Post by TonyG » Tue Sep 17, 2019 9:09 am

Rob,

This certainly is a puzzle. As with most oddities like this the cause is either something very obvious, like a wider tyre or badly worn wheel bearing or it is a combination of factors. I suspect the latter, or a bit of both!

Clearly, the body should sit squarely on the chassis and mounted on the axles so that the wheels are equidistant from chassis and bodywork. I doubt the accuracy of this was like a modern car but it sounds as though something is amiss with your Rover if the gaps between wheels and body vary as described. This may be down to mountings on the chassis or the springs and hangers being worn or unmatched, setting the axle a little towards the off-side. Maybe a changed wheel hub even?
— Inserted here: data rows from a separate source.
//! The per-chat session state machine.
//!
//! One [`SessionMachine`] per active chat. It holds the live session record,
//! the working copy of the currently-selected bucket, and an explicit
//! [`ChatState`]. Inbound text events drive the transition table; outbound
//! [`Reply`] values come back, and durable writes go through the chat's
//! [`SessionWriter`].
//!
//! Cancellation takes precedence over every state: it is checked before any
//! state-specific branch and unconditionally resets to [`ChatState::Idle`],
//! discarding pending scratch data. No timeouts exist; a chat left mid-flow
//! stays there until the next matching or cancelling event.
//!
//! Every store or generator failure is caught here, per event: the user
//! gets one generic message, the log gets the operation and chat id, and
//! the machine lands back in `Idle` rather than stuck mid-flow.

use std::mem;
use std::sync::Arc;

use chrono::Utc;
use tracing::{debug, error};

use bucket_store::{Bucket, ConceptArchive, SessionCache, SessionRecord};

use crate::command::Command;
use crate::ids::IdGenerator;
use crate::reply::{self, Reply};
use crate::writer::SessionWriter;

/// Conversation state of one chat.
///
/// `Idle` is both initial and terminal-per-turn; the only multi-step flow is
/// concept creation, which passes through `AwaitingConceptBody`. The pending
/// title is variant data, so cancelling cannot leak it.
#[derive(Debug, Clone, Default, PartialEq, Eq)]
pub enum ChatState {
    #[default]
    Idle,
    AwaitingBucketName,
    AwaitingAddBucketId,
    AwaitingSetBucketId,
    AwaitingConceptTitle,
    AwaitingConceptBody { title: String },
}

/// State machine instance for one chat.
pub struct SessionMachine {
    chat_id: i64,
    session: SessionRecord,
    /// Working copy of the selected bucket; the archive stays authoritative.
    bucket: Option<Bucket>,
    state: ChatState,
    archive: ConceptArchive,
    ids: Arc<IdGenerator>,
    writer: SessionWriter,
}

impl SessionMachine {
    /// Build the machine for `chat_id`, loading its session lazily.
    ///
    /// An absent session record means a first contact and becomes an empty
    /// session; a failed load is logged and also starts empty rather than
    /// refusing the chat. The selected bucket, if any, is loaded into the
    /// working copy the same way.
    pub async fn connect(
        chat_id: i64,
        archive: ConceptArchive,
        cache: SessionCache,
        ids: Arc<IdGenerator>,
    ) -> Self {
        let session = match cache.get(chat_id).await {
            Ok(record) => record.unwrap_or_default(),
            Err(err) => {
                error!(chat_id, error = %err, "session load failed, starting empty");
                SessionRecord::default()
            }
        };

        let bucket = match &session.current_id {
            Some(id) => match archive.get(id).await {
                Ok(bucket) => Some(bucket),
                Err(err) => {
                    // Dangling selection is tolerated; the user just has to
                    // select again.
                    error!(chat_id, bucket_id = %id, error = %err, "selected bucket load failed");
                    None
                }
            },
            None => None,
        };

        let writer = SessionWriter::spawn(chat_id, archive.clone(), cache);

        debug!(chat_id, owned = session.bucket_ids.len(), "session connected");

        Self {
            chat_id,
            session,
            bucket,
            state: ChatState::Idle,
            archive,
            ids,
            writer,
        }
    }

    /// Consume one inbound text event, producing zero or more replies.
    pub async fn handle(&mut self, text: &str) -> Vec<Reply> {
        // An update with no extractable text matches no case, in any state.
        if text.is_empty() {
            return Vec::new();
        }

        // Cancel outranks every state.
        if Command::parse(text) == Some(Command::Cancel) {
            self.state = ChatState::Idle;
            return vec![Reply::plain(reply::CANCELLED)];
        }

        let state = mem::take(&mut self.state);
        match state {
            ChatState::Idle => self.handle_idle(text).await,
            ChatState::AwaitingBucketName => self.create_bucket(text).await,
            ChatState::AwaitingAddBucketId => self.add_bucket(text).await,
            ChatState::AwaitingSetBucketId => self.set_bucket(text).await,
            ChatState::AwaitingConceptTitle => {
                self.state = ChatState::AwaitingConceptBody {
                    title: text.to_string(),
                };
                vec![Reply::plain(reply::ASK_CONCEPT_BODY)]
            }
            ChatState::AwaitingConceptBody { title } => self.add_concept(title, text),
        }
    }

    /// Current conversation state.
    pub fn state(&self) -> &ChatState {
        &self.state
    }

    /// Current in-memory session record.
    pub fn session(&self) -> &SessionRecord {
        &self.session
    }

    /// Block until every queued durable write for this chat has landed.
    pub async fn flush(&self) {
        if let Err(err) = self.writer.flush().await {
            error!(chat_id = self.chat_id, error = %err, "flush failed");
        }
    }

    // ── Idle dispatch ────────────────────────────────────────────────

    async fn handle_idle(&mut self, text: &str) -> Vec<Reply> {
        match Command::parse(text) {
            Some(Command::Start) => vec![Reply::with_keyboard(reply::WELCOME)],
            Some(Command::NewBucket) => {
                self.state = ChatState::AwaitingBucketName;
                vec![Reply::plain(reply::ASK_BUCKET_NAME)]
            }
            Some(Command::MyBuckets) => self.list_buckets().await,
            Some(Command::AddBucket) => {
                self.state = ChatState::AwaitingAddBucketId;
                vec![Reply::plain(reply::ASK_ADD_ID)]
            }
            Some(Command::SetBucket) => {
                self.state = ChatState::AwaitingSetBucketId;
                vec![Reply::plain(reply::ASK_SET_ID)]
            }
            Some(Command::NewConcept) => {
                if self.bucket.is_some() {
                    self.state = ChatState::AwaitingConceptTitle;
                    vec![Reply::plain(reply::ASK_CONCEPT_TITLE)]
                } else {
                    vec![Reply::plain(reply::NO_BUCKET_SELECTED)]
                }
            }
            Some(Command::MyConcepts) => self.list_concepts().await,
            Some(Command::WhichBucket) => self.which_bucket().await,
            // Cancel was intercepted above; unrecognized free text is a no-op.
            Some(Command::Cancel) | None => Vec::new(),
        }
    }

    // ── transitions out of Awaiting* states ──────────────────────────

    /// `AwaitingBucketName` → `Idle`: mint an id, persist, confirm.
    ///
    /// The bucket write is awaited and happens before the session is
    /// touched, so a crash can orphan a bucket but never leave a session
    /// pointing at a bucket that was never written. The session write then
    /// rides the queue without delaying the confirmation.
    async fn create_bucket(&mut self, name: &str) -> Vec<Reply> {
        let id = match self.ids.next() {
            Ok(id) => id,
            Err(err) => {
                // Abort with no partial bucket; not retried here.
                error!(chat_id = self.chat_id, error = %err, "bucket id generation failed");
                return vec![Reply::plain(reply::GENERIC_FAILURE)];
            }
        };

        let bucket = Bucket::new(name);
        if let Err(err) = self.writer.store_bucket(&id, bucket.clone()).await {
            error!(chat_id = self.chat_id, bucket_id = %id, error = %err, "bucket persist failed");
            return vec![Reply::plain(reply::GENERIC_FAILURE)];
        }

        self.session.bucket_ids.push(id.clone());
        self.session.current_id = Some(id.clone());
        self.bucket = Some(bucket);
        self.writer.queue_session(self.session.clone());

        debug!(chat_id = self.chat_id, bucket_id = %id, "bucket created");
        vec![reply::bucket_created(name, &id)]
    }

    /// `AwaitingAddBucketId` → `Idle`: adopt a bucket someone shared.
    ///
    /// Existence is checked against the archive — deliberately not the
    /// session: adopting an id that exists but is not yet owned is exactly
    /// this path's job.
    async fn add_bucket(&mut self, id: &str) -> Vec<Reply> {
        match self.archive.exists(id).await {
            Ok(true) => {
                self.session.bucket_ids.push(id.to_string());
                self.writer.queue_session(self.session.clone());
                vec![Reply::plain(reply::BUCKET_ADDED)]
            }
            Ok(false) => vec![Reply::plain(reply::INVALID_ID)],
            Err(err) => {
                error!(chat_id = self.chat_id, bucket_id = %id, error = %err, "existence check failed");
                vec![Reply::plain(reply::GENERIC_FAILURE)]
            }
        }
    }

    /// `AwaitingSetBucketId` → `Idle`: select one of the owned buckets.
    ///
    /// Ownership is checked against the in-memory session list only; the
    /// archive is read just to refresh the working copy.
    async fn set_bucket(&mut self, id: &str) -> Vec<Reply> {
        if !self.session.owns(id) {
            return vec![Reply::plain(reply::INVALID_ID)];
        }

        match self.archive.get(id).await {
            Ok(bucket) => {
                self.bucket = Some(bucket);
                self.session.current_id = Some(id.to_string());
                self.writer.queue_session(self.session.clone());
                vec![Reply::plain(reply::BUCKET_SET)]
            }
            Err(err) => {
                // Owned but unresolvable (dangling id): report, change nothing.
                error!(chat_id = self.chat_id, bucket_id = %id, error = %err, "bucket load failed");
                vec![Reply::plain(reply::GENERIC_FAILURE)]
            }
        }
    }

    /// `AwaitingConceptBody` → `Idle`: upsert the concept, reply at once.
    ///
    /// The bucket write rides the queue without being awaited — the reply
    /// does not wait for durability, and a crash in that window loses the
    /// concept. The queue still guarantees it cannot be overwritten by an
    /// older write.
    fn add_concept(&mut self, title: String, body: &str) -> Vec<Reply> {
        let (Some(bucket), Some(id)) = (self.bucket.as_mut(), self.session.current_id.clone())
        else {
            // Selection vanished mid-flow; treat like no selection at all.
            return vec![Reply::plain(reply::NO_BUCKET_SELECTED)];
        };

        bucket.upsert_concept(title, body, Utc::now().timestamp());
        self.writer.queue_bucket(&id, bucket.clone());

        vec![Reply::plain(reply::CONCEPT_ADDED)]
    }

    // ── Idle queries ─────────────────────────────────────────────────

    /// Overview of every owned bucket, one reply each.
    async fn list_buckets(&self) -> Vec<Reply> {
        if self.session.bucket_ids.is_empty() {
            return vec![Reply::plain(reply::NO_BUCKETS)];
        }

        let mut replies = Vec::with_capacity(self.session.bucket_ids.len());
        for id in &self.session.bucket_ids {
            match self.archive.get(id).await {
                Ok(bucket) => replies.push(reply::bucket_overview(&bucket.name, id)),
                Err(err) => {
                    // A dangling id degrades that one entry, not the listing.
                    error!(chat_id = self.chat_id, bucket_id = %id, error = %err, "bucket overview failed");
                    replies.push(Reply::plain(reply::GENERIC_FAILURE));
                }
            }
        }
        replies
    }

    /// All concepts of the selected bucket, reloaded from the archive so
    /// edits made from elsewhere show up.
    async fn list_concepts(&mut self) -> Vec<Reply> {
        let Some(id) = self.session.current_id.clone() else {
            return vec![Reply::plain(reply::NO_BUCKET_SELECTED)];
        };

        match self.archive.get(&id).await {
            Ok(bucket) => {
                let replies = if bucket.concepts.is_empty() {
                    vec![Reply::plain(reply::EMPTY_BUCKET)]
                } else {
                    bucket.concepts.values().map(reply::concept).collect()
                };
                self.bucket = Some(bucket);
                replies
            }
            Err(err) => {
                error!(chat_id = self.chat_id, bucket_id = %id, error = %err, "concept listing failed");
                vec![Reply::plain(reply::GENERIC_FAILURE)]
            }
        }
    }

    /// Overview of the selected bucket, if any.
    async fn which_bucket(&self) -> Vec<Reply> {
        let Some(id) = &self.session.current_id else {
            return vec![Reply::plain(reply::NO_BUCKET_SELECTED)];
        };

        match self.archive.get(id).await {
            Ok(bucket) => vec![reply::bucket_overview(&bucket.name, id)],
            Err(err) => {
                error!(chat_id = self.chat_id, bucket_id = %id, error = %err, "bucket overview failed");
                vec![Reply::plain(reply::GENERIC_FAILURE)]
            }
        }
    }
}

// ── tests ────────────────────────────────────────────────────────────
So, a bit of detailed measuring to compare one side with the other. Most likely, you will find that the car has been like this for a long time.

How badly worn is the near side bearing? The fact that the wheel rubs on right hand bends, when the centrifugal forces would surely push the top of the wheel outwards, suggests something other than a worn bearing. However, if the bearing is bad it might be making a noise under load on the right bends and the rubbing has occurred, less noisily, on left handers?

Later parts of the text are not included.